### ACTIVITY
Beginning with the first line, transcribe the entries below exactly through the line containing "against an explicit criterion", inclusive.

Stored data
•••••
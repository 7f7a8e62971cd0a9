//! Draft evaluation
//!
//! An evaluator judges a draft against the caller's success criterion.
//! It reads the session but never mutates it and never calls tools.
//! Without an explicit criterion every draft is accepted after one pass.

use crate::models::{Draft, Verdict};
use crate::oracle::ReasoningOracle;
use crate::router::normalize;
use crate::session::Session;
use crate::Result;
use async_trait::async_trait;
use std::sync::Arc;
use tracing::{debug, info};

/// Criterion assumed when the caller supplies none
pub const DEFAULT_CRITERION: &str = "The assistant should provide a complete, accurate, and actionable response to the advisor's request, using appropriate specialized agents and tools as needed.";

#[async_trait]
pub trait Evaluator: Send + Sync {
    /// Judge a draft against an explicit criterion
    async fn judge(&self, criterion: &str, draft: &Draft, session: &Session) -> Result<Verdict>;

    /// Entry point used by the orchestrator. A missing or blank criterion
    /// accepts without validation.
    async fn evaluate(
        &self,
        criterion: Option<&str>,
        draft: &Draft,
        session: &Session,
    ) -> Result<Verdict> {
        match criterion.map(str::trim).filter(|c| !c.is_empty()) {
            Some(criterion) => self.judge(criterion, draft, session).await,
            None => {
                debug!("No success criterion, accepting draft");
                Ok(Verdict::Accepted)
            }
        }
    }
}

//
// ================= Rule-based evaluator =================
//

pub struct RuleCheck {
    pub passed: bool,
    pub feedback: String,
}

impl RuleCheck {
    pub fn pass() -> Self {
        Self {
            passed: true,
            feedback: String::new(),
        }
    }

    pub fn fail(feedback: impl Into<String>) -> Self {
        Self {
            passed: false,
            feedback: feedback.into(),
        }
    }
}

pub trait EvaluationRule: Send + Sync {
    fn name(&self) -> &'static str;

    fn check(&self, criterion: &str, draft: &Draft, session: &Session) -> RuleCheck;
}

/// Deterministic evaluator made of independent rules
pub struct RuleEvaluator {
    rules: Vec<Box<dyn EvaluationRule>>,
}

impl RuleEvaluator {
    pub fn new() -> Self {
        Self { rules: Vec::new() }
    }

    pub fn add_rule(&mut self, rule: Box<dyn EvaluationRule>) {
        self.rules.push(rule);
    }

    pub fn with_rule(mut self, rule: Box<dyn EvaluationRule>) -> Self {
        self.add_rule(rule);
        self
    }
}

impl Default for RuleEvaluator {
    fn default() -> Self {
        Self::new()
    }
}

#[async_trait]
impl Evaluator for RuleEvaluator {
    async fn judge(&self, criterion: &str, draft: &Draft, session: &Session) -> Result<Verdict> {
        let failures: Vec<String> = self
            .rules
            .iter()
            .map(|rule| (rule.name(), rule.check(criterion, draft, session)))
            .filter(|(_, check)| !check.passed)
            .map(|(name, check)| {
                debug!(rule = name, feedback = %check.feedback, "Rule failed");
                check.feedback
            })
            .collect();

        info!(
            rule_count = self.rules.len(),
            failed = failures.len(),
            "Evaluation completed"
        );

        if failures.is_empty() {
            Ok(Verdict::Accepted)
        } else {
            Ok(Verdict::Rejected(failures.join("; ")))
        }
    }
}

/// Rule: the draft has content
pub struct NonEmptyDraftRule;

impl EvaluationRule for NonEmptyDraftRule {
    fn name(&self) -> &'static str {
        "non_empty_draft"
    }

    fn check(&self, _criterion: &str, draft: &Draft, _session: &Session) -> RuleCheck {
        if draft.content.trim().is_empty() {
            RuleCheck::fail("draft is empty")
        } else {
            RuleCheck::pass()
        }
    }
}

/// Rule: terms the criterion requires ("must include a VaR figure") appear
pub struct RequiredTermsRule;

const REQUIRE_MARKERS: &[&str] = &[
    "must include ",
    "must mention ",
    "must contain ",
    "must have ",
    "should include ",
    "should mention ",
    "should contain ",
];

impl EvaluationRule for RequiredTermsRule {
    fn name(&self) -> &'static str {
        "required_terms"
    }

    fn check(&self, criterion: &str, draft: &Draft, _session: &Session) -> RuleCheck {
        let text = draft_text(draft);
        let missing: Vec<String> = criterion_terms(criterion, REQUIRE_MARKERS)
            .into_iter()
            .filter(|term| !text.contains(&normalize(term)))
            .collect();

        if missing.is_empty() {
            RuleCheck::pass()
        } else {
            RuleCheck::fail(format!("missing {}", missing.join(", ")))
        }
    }
}

/// Rule: terms the criterion forbids ("must not mention crypto") are absent
pub struct ForbiddenTermsRule;

const FORBID_MARKERS: &[&str] = &[
    "must not include ",
    "must not mention ",
    "must not contain ",
    "should not include ",
    "should not mention ",
    "must avoid ",
    "should avoid ",
];

impl EvaluationRule for ForbiddenTermsRule {
    fn name(&self) -> &'static str {
        "forbidden_terms"
    }

    fn check(&self, criterion: &str, draft: &Draft, _session: &Session) -> RuleCheck {
        let text = draft_text(draft);
        let present: Vec<String> = criterion_terms(criterion, FORBID_MARKERS)
            .into_iter()
            .filter(|term| text.contains(&normalize(term)))
            .collect();

        if present.is_empty() {
            RuleCheck::pass()
        } else {
            RuleCheck::fail(format!("mentions {}", present.join(", ")))
        }
    }
}

/// Evaluator with all built-in rules
pub fn create_default_evaluator() -> RuleEvaluator {
    RuleEvaluator::new()
        .with_rule(Box::new(NonEmptyDraftRule))
        .with_rule(Box::new(RequiredTermsRule))
        .with_rule(Box::new(ForbiddenTermsRule))
}

fn draft_text(draft: &Draft) -> String {
    match &draft.payload {
        Some(payload) => normalize(&format!("{} {}", draft.content, payload)),
        None => normalize(&draft.content),
    }
}

const LEADING_FILLER: &[&str] = &["a", "an", "the", "some", "any"];
const TRAILING_FILLER: &[&str] = &[
    "figure", "figures", "number", "numbers", "value", "values", "estimate", "estimates",
    "metric", "metrics", "section", "breakdown",
];
const CLAUSE_BREAKS: &[&str] = &[" must ", " should ", " but "];

/// Terms following any of `markers`, in original case
fn criterion_terms(criterion: &str, markers: &[&str]) -> Vec<String> {
    let mut terms = Vec::new();

    for sentence in criterion.split(['.', ';', '\n']) {
        // ASCII lowercasing keeps byte offsets aligned with `sentence`
        let lower = sentence.to_ascii_lowercase();

        for marker in markers {
            let Some(pos) = lower.find(marker) else {
                continue;
            };

            let start = pos + marker.len();
            let end = CLAUSE_BREAKS
                .iter()
                .filter_map(|b| lower[start..].find(b).map(|i| start + i))
                .min()
                .unwrap_or(sentence.len());

            for chunk in sentence[start..end].split(',') {
                let words: Vec<&str> = chunk.split_whitespace().collect();
                for group in words.split(|w| w.eq_ignore_ascii_case("and")) {
                    if let Some(term) = clean_term(group) {
                        terms.push(term);
                    }
                }
            }
        }
    }

    terms
}

fn clean_term(group: &[&str]) -> Option<String> {
    let mut words: Vec<&str> = group
        .iter()
        .map(|w| w.trim_matches(|c: char| !c.is_alphanumeric() && c != '-'))
        .filter(|w| !w.is_empty())
        .collect();

    while words
        .first()
        .is_some_and(|w| LEADING_FILLER.contains(&w.to_lowercase().as_str()))
    {
        words.remove(0);
    }
    while words.len() > 1
        && words
            .last()
            .is_some_and(|w| TRAILING_FILLER.contains(&w.to_lowercase().as_str()))
    {
        words.pop();
    }

    (!words.is_empty()).then(|| words.join(" "))
}

//
// ================= Oracle-backed evaluator =================
//

/// Evaluator that asks the reasoning oracle for a judgment
pub struct OracleEvaluator {
    oracle: Arc<dyn ReasoningOracle>,
}

impl OracleEvaluator {
    pub fn new(oracle: Arc<dyn ReasoningOracle>) -> Self {
        Self { oracle }
    }

    fn build_prompt(&self, criterion: &str, draft: &Draft, session: &Session) -> String {
        let mut prompt = format!(
            "You are an evaluator that determines if a task has been completed successfully by an Assistant.\n\
             Assess the Assistant's last response based on the given criteria. Respond with your feedback, \
             and with your decision on whether the success criteria has been met, and whether more input is needed from the user.\n\n\
             The entire conversation with the assistant, with the user's original request and all replies, is:\n{}\n\n\
             The success criteria for this assignment is:\n{}\n\n\
             The final response from the Assistant that you are evaluating is:\n{}\n",
            session.format_conversation(),
            criterion,
            draft.content
        );

        if !session.feedback().is_empty() {
            prompt.push_str(&format!(
                "\nIn a prior attempt from the Assistant, you provided this feedback: {}\n\
                 If the Assistant is repeating the same mistakes, consider responding that user input is required.\n",
                session.feedback()
            ));
        }

        prompt.push_str(
            "\nIf the Assistant has asked a question or needs clarification, user input is needed. \
             Give the Assistant the benefit of the doubt if it says it has completed a step.",
        );
        prompt
    }
}

#[async_trait]
impl Evaluator for OracleEvaluator {
    async fn judge(&self, criterion: &str, draft: &Draft, session: &Session) -> Result<Verdict> {
        let prompt = self.build_prompt(criterion, draft, session);
        let judgment = self.oracle.judge(&prompt).await?;

        info!(
            met = judgment.success_criteria_met,
            user_input_needed = judgment.user_input_needed,
            "Oracle judgment"
        );

        let verdict = if judgment.success_criteria_met {
            Verdict::Accepted
        } else if judgment.user_input_needed {
            Verdict::NeedsInput(non_empty(
                judgment.feedback,
                "More information is needed to continue.",
            ))
        } else {
            Verdict::Rejected(non_empty(judgment.feedback, "success criterion not met"))
        };

        Ok(verdict)
    }
}

fn non_empty(text: String, fallback: &str) -> String {
    if text.trim().is_empty() {
        fallback.to_string()
    } else {
        text
    }
}

#[cfg(test)]
mod tests {
    use super::*;
    use crate::oracle::{Judgment, ScriptedOracle};
    use serde_json::json;

    #[tokio::test]
    async fn test_missing_criterion_accepts_anything() {
        let evaluator = create_default_evaluator();
        let verdict = evaluator
            .evaluate(None, &Draft::new(""), &Session::new("c"))
            .await
            .unwrap();
        assert_eq!(verdict, Verdict::Accepted);
    }

    #[tokio::test]
    async fn test_required_term_missing_is_rejected() {
        let evaluator = create_default_evaluator();
        let session = Session::new("c");

        let verdict = evaluator
            .evaluate(Some("must include a VaR figure"), &Draft::new("60/40 allocation"), &session)
            .await
            .unwrap();
        assert_eq!(verdict, Verdict::Rejected("missing VaR".to_string()));

        let verdict = evaluator
            .evaluate(
                Some("must include a VaR figure"),
                &Draft::new("60/40 allocation with a 1-day VaR of 4.2%"),
                &session,
            )
            .await
            .unwrap();
        assert_eq!(verdict, Verdict::Accepted);
    }

    #[tokio::test]
    async fn test_payload_counts_towards_required_terms() {
        let draft = Draft::new("allocation ready").with_payload(json!({"sharpe": 1.1}));
        let verdict = create_default_evaluator()
            .evaluate(Some("Must mention Sharpe"), &draft, &Session::new("c"))
            .await
            .unwrap();
        assert_eq!(verdict, Verdict::Accepted);
    }

    #[tokio::test]
    async fn test_forbidden_terms_and_required_terms_combine() {
        let verdict = create_default_evaluator()
            .evaluate(
                Some("must include VaR and must not mention crypto"),
                &Draft::new("Add 5% crypto exposure"),
                &Session::new("c"),
            )
            .await
            .unwrap();
        assert_eq!(
            verdict,
            Verdict::Rejected("missing VaR; mentions crypto".to_string())
        );
    }

    #[test]
    fn test_criterion_terms_strip_filler() {
        assert_eq!(
            criterion_terms(
                "Must include the Sharpe ratio, a VaR figure and beta.",
                REQUIRE_MARKERS
            ),
            vec!["Sharpe ratio", "VaR", "beta"]
        );
        assert!(criterion_terms(DEFAULT_CRITERION, REQUIRE_MARKERS).is_empty());
    }

    #[tokio::test]
    async fn test_oracle_evaluator_maps_judgments() {
        let oracle = Arc::new(ScriptedOracle::new().judgments(vec![
            Judgment::reject("missing VaR"),
            Judgment {
                feedback: "Which client is this for?".to_string(),
                success_criteria_met: false,
                user_input_needed: true,
            },
        ]));
        let evaluator = OracleEvaluator::new(oracle.clone());
        let session = Session::new("c");
        let draft = Draft::new("60/40");

        assert_eq!(
            evaluator.evaluate(Some("must include VaR"), &draft, &session).await.unwrap(),
            Verdict::Rejected("missing VaR".to_string())
        );
        assert_eq!(
            evaluator.evaluate(Some("must include VaR"), &draft, &session).await.unwrap(),
            Verdict::NeedsInput("Which client is this for?".to_string())
        );
        assert_eq!(
            evaluator.evaluate(Some("must include VaR"), &draft, &session).await.unwrap(),
            Verdict::Accepted
        );
        assert!(oracle.prompts()[0].contains("must include VaR"));
    }
}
•••••
### ANSWER FOR THE TASK
repository 7f7a8e62971cd0a9
//! Draft evaluation
//!
//! An evaluator judges a draft against the caller's success criterion.
//! It reads the session but never mutates it and never calls tools.
//! Without an explicit criterion every draft is accepted after one pass.

use crate::models::{Draft, Verdict};
use crate::oracle::ReasoningOracle;
use crate::router::normalize;
use crate::session::Session;
use crate::Result;
use async_trait::async_trait;
use std::sync::Arc;
use tracing::{debug, info};

/// Criterion assumed when the caller supplies none
pub const DEFAULT_CRITERION: &str = "The assistant should provide a complete, accurate, and actionable response to the advisor's request, using appropriate specialized agents and tools as needed.";

#[async_trait]
pub trait Evaluator: Send + Sync {
    /// Judge a draft against an explicit criterion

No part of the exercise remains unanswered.